# ASSIGNMENT
Within the records that follow, find every line containing the string "fixed". Copy those lines.

Segment Start: GIVEN RECORDS

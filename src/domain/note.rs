//! Note struct representing a markdown note with export metadata.

use chrono::{DateTime, Utc};
use serde::{Deserialize, Serialize};
use std::fmt;

/// Maximum number of reference URLs a note may carry.
pub const MAX_URLS: usize = 5;

/// The kind of error that occurred when constructing a note.
#[derive(Debug, Clone, Copy, PartialEq, Eq)]
enum ParseNoteErrorKind {
    EmptyTitle,
    TooManyUrls(usize),
}

/// Error returned when constructing an invalid note.
#[derive(Debug, Clone)]
pub struct ParseNoteError {
    kind: ParseNoteErrorKind,
}

impl fmt::Display for ParseNoteError {
    fn fmt(&self, f: &mut fmt::Formatter<'_>) -> fmt::Result {
        match self.kind {
            ParseNoteErrorKind::EmptyTitle => write!(f, "invalid note: title cannot be empty"),
            ParseNoteErrorKind::TooManyUrls(n) => {
                write!(f, "invalid note: {} urls given, at most {} allowed", n, MAX_URLS)
            }
        }
    }
}

impl std::error::Error for ParseNoteError {}

/// A reference URL attached to a note, with an optional display title.
#[derive(Debug, Clone, PartialEq, Eq, Serialize, Deserialize)]
pub struct NoteUrl {
    /// Display title, shown instead of the raw URL when present.
    #[serde(default, skip_serializing_if = "Option::is_none")]
    pub title: Option<String>,
    /// The URL itself.
    pub url: String,
}

impl NoteUrl {
    /// Creates a URL entry without a display title.
    pub fn bare(url: impl Into<String>) -> Self {
        Self { title: None, url: url.into() }
    }

    /// Creates a URL entry with a display title.
    pub fn titled(title: impl Into<String>, url: impl Into<String>) -> Self {
        Self { title: Some(title.into()), url: url.into() }
    }
}

/// Note priority level.
#[derive(Debug, Clone, Copy, Default, PartialEq, Eq, Serialize, Deserialize)]
#[serde(rename_all = "lowercase")]
pub enum Priority {
    Low,
    #[default]
    Medium,
    High,
}

impl Priority {
    /// Display label used in exported documents.
    pub fn label(self) -> &'static str {
        match self {
            Priority::Low => "低",
            Priority::Medium => "中",
            Priority::High => "高",
        }
    }
}

/// A note with export metadata.
///
/// Notes are flat markdown files with YAML frontmatter; the body below the
/// frontmatter is the note content in the editor's constrained markdown
/// dialect. The export pipeline treats a note as read-only input.
///
/// # Required Fields
/// - `title`: Human-readable title (non-empty)
/// - `created`: When the note was created
/// - `updated`: When the note was last modified
///
/// # Optional Fields
/// - `content`: Markdown body (may be empty)
/// - `category`: Category breadcrumb such as `仕事/メモ` (may be empty)
/// - `tags`: Tag display names
/// - `urls`: Up to [`MAX_URLS`] reference URLs
/// - `favorite`, `priority`
///
/// # Examples
///
/// ```
/// use kiroku::domain::Note;
/// use chrono::Utc;
///
/// let now = Utc::now();
/// let note = Note::new("API Design", now, now).unwrap();
/// assert_eq!(note.title(), "API Design");
/// ```
#[derive(Debug, Clone, PartialEq)]
pub struct Note {
    title: String,
    content: String,
    category: String,
    tags: Vec<String>,
    urls: Vec<NoteUrl>,
    favorite: bool,
    priority: Priority,
    created: DateTime<Utc>,
    updated: DateTime<Utc>,
}

impl Note {
    /// Creates a new Note with required fields only.
    ///
    /// # Errors
    ///
    /// Returns `ParseNoteError` if the title is empty or whitespace-only.
    pub fn new(
        title: impl Into<String>,
        created: DateTime<Utc>,
        updated: DateTime<Utc>,
    ) -> Result<Self, ParseNoteError> {
        Self::builder(title, created, updated).build()
    }

    /// Creates a builder for constructing a Note with optional fields.
    pub fn builder(
        title: impl Into<String>,
        created: DateTime<Utc>,
        updated: DateTime<Utc>,
    ) -> NoteBuilder {
        NoteBuilder {
            title: title.into(),
            content: String::new(),
            category: String::new(),
            tags: Vec::new(),
            urls: Vec::new(),
            favorite: false,
            priority: Priority::default(),
            created,
            updated,
        }
    }

    pub fn title(&self) -> &str {
        &self.title
    }

    pub fn content(&self) -> &str {
        &self.content
    }

    pub fn category(&self) -> &str {
        &self.category
    }

    pub fn tags(&self) -> &[String] {
        &self.tags
    }

    pub fn urls(&self) -> &[NoteUrl] {
        &self.urls
    }

    pub fn favorite(&self) -> bool {
        self.favorite
    }

    pub fn priority(&self) -> Priority {
        self.priority
    }

    pub fn created(&self) -> DateTime<Utc> {
        self.created
    }

    pub fn updated(&self) -> DateTime<Utc> {
        self.updated
    }
}

/// Builder for constructing a Note with optional fields.
#[derive(Debug, Clone)]
pub struct NoteBuilder {
    title: String,
    content: String,
    category: String,
    tags: Vec<String>,
    urls: Vec<NoteUrl>,
    favorite: bool,
    priority: Priority,
    created: DateTime<Utc>,
    updated: DateTime<Utc>,
}

impl NoteBuilder {
    pub fn content(mut self, content: impl Into<String>) -> Self {
        self.content = content.into();
        self
    }

    pub fn category(mut self, category: impl Into<String>) -> Self {
        self.category = category.into();
        self
    }

    pub fn tags(mut self, tags: Vec<String>) -> Self {
        self.tags = tags;
        self
    }

    pub fn urls(mut self, urls: Vec<NoteUrl>) -> Self {
        self.urls = urls;
        self
    }

    pub fn favorite(mut self, favorite: bool) -> Self {
        self.favorite = favorite;
        self
    }

    pub fn priority(mut self, priority: Priority) -> Self {
        self.priority = priority;
        self
    }

    /// Builds the Note, validating required invariants.
    ///
    /// # Errors
    ///
    /// Returns `ParseNoteError` if:
    /// - The title is empty or whitespace-only
    /// - More than [`MAX_URLS`] urls were given
    pub fn build(self) -> Result<Note, ParseNoteError> {
        let trimmed = self.title.trim();
        if trimmed.is_empty() {
            return Err(ParseNoteError { kind: ParseNoteErrorKind::EmptyTitle });
        }
        if self.urls.len() > MAX_URLS {
            return Err(ParseNoteError {
                kind: ParseNoteErrorKind::TooManyUrls(self.urls.len()),
            });
        }

        Ok(Note {
            title: trimmed.to_string(),
            content: self.content,
            category: self.category,
            tags: self.tags,
            urls: self.urls,
            favorite: self.favorite,
            priority: self.priority,
            created: self.created,
            updated: self.updated,
        })
    }
}
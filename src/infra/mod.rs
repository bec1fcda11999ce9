//! Infrastructure: note file parsing and file name handling.

pub mod filename;
pub mod frontmatter;

pub use filename::sanitize_file_name;
pub use frontmatter::{ParseError, ReadError, parse_note, read_note};
//! OPC container assembly.

use std::io::{Cursor, Write};

use chrono::{DateTime, Utc};
use zip::ZipWriter;
use zip::write::SimpleFileOptions;

use crate::export::docx::document::DocModel;
use crate::export::docx::{DocxError, xml};

/// Packs the rendered parts into the `.docx` zip container.
pub(crate) fn pack(model: &DocModel, now: DateTime<Utc>) -> Result<Vec<u8>, DocxError> {
    let parts: [(&str, Vec<u8>); 8] = [
        ("[Content_Types].xml", xml::content_types_xml()?),
        ("_rels/.rels", xml::root_rels_xml()?),
        ("word/document.xml", xml::document_xml(model)?),
        ("word/styles.xml", xml::styles_xml()?),
        ("word/_rels/document.xml.rels", xml::document_rels_xml(&model.hyperlinks)?),
        ("word/header1.xml", xml::header_xml(&model.label)?),
        ("word/footer1.xml", xml::footer_xml()?),
        ("docProps/core.xml", xml::core_xml(&model.label, now)?),
    ];

    let mut writer = ZipWriter::new(Cursor::new(Vec::new()));
    let options =
        SimpleFileOptions::default().compression_method(zip::CompressionMethod::Deflated);
    for (name, bytes) in &parts {
        writer.start_file(*name, options)?;
        writer.write_all(bytes)?;
    }

    Ok(writer.finish()?.into_inner())
}
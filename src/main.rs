use std::process::ExitCode;

fn main() -> ExitCode {
    if let Err(err) = kiroku::run() {
        eprintln!("error: {err:#}");
        return ExitCode::FAILURE;
    }
    ExitCode::SUCCESS
}
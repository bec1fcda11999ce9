//! Builder for test note files with sensible defaults.

// Allow dead code since this is a test utility with methods for future tests
#![allow(dead_code)]

/// Builder for creating note files with sensible defaults.
///
/// Renders the YAML frontmatter plus body that `kiroku` parses, with a
/// fluent API for setting optional fields. Timestamps default to a fixed
/// instant so exported metadata is deterministic.
#[derive(Debug)]
pub struct TestNote {
    title: String,
    category: String,
    tags: Vec<String>,
    urls: Vec<(Option<String>, String)>,
    favorite: bool,
    priority: Option<String>,
    created: String,
    updated: String,
    body: String,
}

impl TestNote {
    /// Creates a new test note with the given title.
    pub fn new(title: impl Into<String>) -> Self {
        Self {
            title: title.into(),
            category: String::new(),
            tags: Vec::new(),
            urls: Vec::new(),
            favorite: false,
            priority: None,
            created: "2024-01-15T10:30:00Z".to_string(),
            updated: "2024-01-15T10:30:00Z".to_string(),
            body: String::new(),
        }
    }

    /// Sets the category breadcrumb.
    pub fn category(mut self, category: impl Into<String>) -> Self {
        self.category = category.into();
        self
    }

    /// Adds a tag to the note.
    pub fn tag(mut self, tag: impl Into<String>) -> Self {
        self.tags.push(tag.into());
        self
    }

    /// Adds a titled reference URL.
    pub fn url(mut self, title: impl Into<String>, url: impl Into<String>) -> Self {
        self.urls.push((Some(title.into()), url.into()));
        self
    }

    /// Adds a bare reference URL.
    pub fn bare_url(mut self, url: impl Into<String>) -> Self {
        self.urls.push((None, url.into()));
        self
    }

    /// Marks the note as a favorite.
    pub fn favorite(mut self) -> Self {
        self.favorite = true;
        self
    }

    /// Sets the priority (`low`, `medium`, `high`).
    pub fn priority(mut self, priority: impl Into<String>) -> Self {
        self.priority = Some(priority.into());
        self
    }

    /// Sets the body content (builder method).
    pub fn body(mut self, body: impl Into<String>) -> Self {
        self.body = body.into();
        self
    }

    /// Returns the title.
    pub fn title(&self) -> &str {
        &self.title
    }

    /// Renders the complete note file content.
    pub fn render(&self) -> String {
        let mut out = String::from("---\n");
        out.push_str(&format!("title: \"{}\"\n", self.title));
        if !self.category.is_empty() {
            out.push_str(&format!("category: \"{}\"\n", self.category));
        }
        if !self.tags.is_empty() {
            out.push_str(&format!("tags: [{}]\n", self.tags.join(", ")));
        }
        if !self.urls.is_empty() {
            out.push_str("urls:\n");
            for (title, url) in &self.urls {
                if let Some(title) = title {
                    out.push_str(&format!("  - title: \"{title}\"\n    url: {url}\n"));
                } else {
                    out.push_str(&format!("  - url: {url}\n"));
                }
            }
        }
        if self.favorite {
            out.push_str("favorite: true\n");
        }
        if let Some(priority) = &self.priority {
            out.push_str(&format!("priority: {priority}\n"));
        }
        out.push_str(&format!("created: {}\n", self.created));
        out.push_str(&format!("updated: {}\n", self.updated));
        out.push_str("---\n");
        out.push_str(&self.body);
        out
    }
}

#[cfg(test)]
mod tests {
    use super::*;

    #[test]
    fn test_note_renders_minimal_frontmatter() {
        let rendered = TestNote::new("Minimal").render();
        assert!(rendered.starts_with("---\ntitle: \"Minimal\"\n"));
        assert!(rendered.contains("created: 2024-01-15T10:30:00Z"));
        assert!(rendered.ends_with("---\n"));
    }

    #[test]
    fn test_note_builder_fluent() {
        let rendered = TestNote::new("Full")
            .category("仕事/メモ")
            .tag("rust")
            .url("Example", "https://example.com")
            .favorite()
            .priority("high")
            .body("# Heading\n")
            .render();

        assert!(rendered.contains("category: \"仕事/メモ\""));
        assert!(rendered.contains("tags: [rust]"));
        assert!(rendered.contains("  - title: \"Example\"\n    url: https://example.com"));
        assert!(rendered.contains("favorite: true"));
        assert!(rendered.contains("priority: high"));
        assert!(rendered.ends_with("# Heading\n"));
    }
}
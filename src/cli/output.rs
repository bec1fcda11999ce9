//! Output format types for CLI commands.

use clap::ValueEnum;
use serde::Serialize;

/// Output format for command results.
#[derive(Debug, Clone, Copy, Default, ValueEnum)]
pub enum OutputFormat {
    /// Human-readable output (default)
    #[default]
    Human,
    /// JSON output for programmatic consumption
    Json,
    /// Plain file paths, one per line
    Paths,
}

/// Wrapper for serializable command output.
#[derive(Debug, Serialize)]
pub struct Output<T: Serialize> {
    pub data: T,
}

impl<T: Serialize> Output<T> {
    pub fn new(data: T) -> Self {
        Self { data }
    }
}
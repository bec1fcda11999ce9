//! File name sanitization for exported artifacts.

/// Characters that are unsafe in file names on at least one platform.
const UNSAFE: &[char] = &['/', '\\', ':', '*', '?', '"', '<', '>', '|'];

/// Converts a note title into a safe file base name (sans extension).
///
/// - Path-unsafe characters and control characters become `_`
/// - Leading/trailing whitespace is trimmed
/// - Case and non-ASCII characters are preserved, since exported file names
///   mirror the note title
/// - Returns `note` for empty results
///
/// # Examples
///
/// ```
/// use kiroku::infra::sanitize_file_name;
///
/// assert_eq!(sanitize_file_name("My/Notes:Test"), "My_Notes_Test");
/// assert_eq!(sanitize_file_name("会議メモ"), "会議メモ");
/// assert_eq!(sanitize_file_name(""), "note");
/// ```
pub fn sanitize_file_name(title: &str) -> String {
    let sanitized: String = title
        .trim()
        .chars()
        .map(|c| {
            if UNSAFE.contains(&c) || c.is_control() {
                '_'
            } else {
                c
            }
        })
        .collect();

    if sanitized.is_empty() {
        return "note".to_string();
    }
    sanitized
}
//! Test harness for CLI integration tests.
//!
//! Provides isolated test environments, programmatic note file creation,
//! and CLI assertion helpers using `assert_cmd`.

mod command;
mod env;
mod note;

// Re-export main types for external use
#[allow(unused_imports)]
pub use command::KirokuCommand;
#[allow(unused_imports)]
pub use env::TestEnv;
#[allow(unused_imports)]
pub use note::TestNote;
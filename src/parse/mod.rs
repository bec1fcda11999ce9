//! Hand-rolled parser for the constrained markdown dialect the note editor
//! produces.
//!
//! This is deliberately not a CommonMark engine: the dialect is a small,
//! fixed subset (headings 1-4, blockquotes, three list kinds, bare code
//! fences, horizontal rules, and four inline span families), and every
//! construct that doesn't match degrades to plain paragraph text instead of
//! erroring.

mod block;
mod inline;

pub use block::{Block, ListItem, ListKind, parse_blocks};
pub use inline::{InlineRun, parse_inline};
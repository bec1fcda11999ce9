//! Shared test utilities.

pub mod harness;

Segment End: GIVEN RECORDS

# EXPECTED ANSWER
/// fluent API for setting optional fields. Timestamps default to a fixed
//! fixed subset (headings 1-4, blockquotes, three list kinds, bare code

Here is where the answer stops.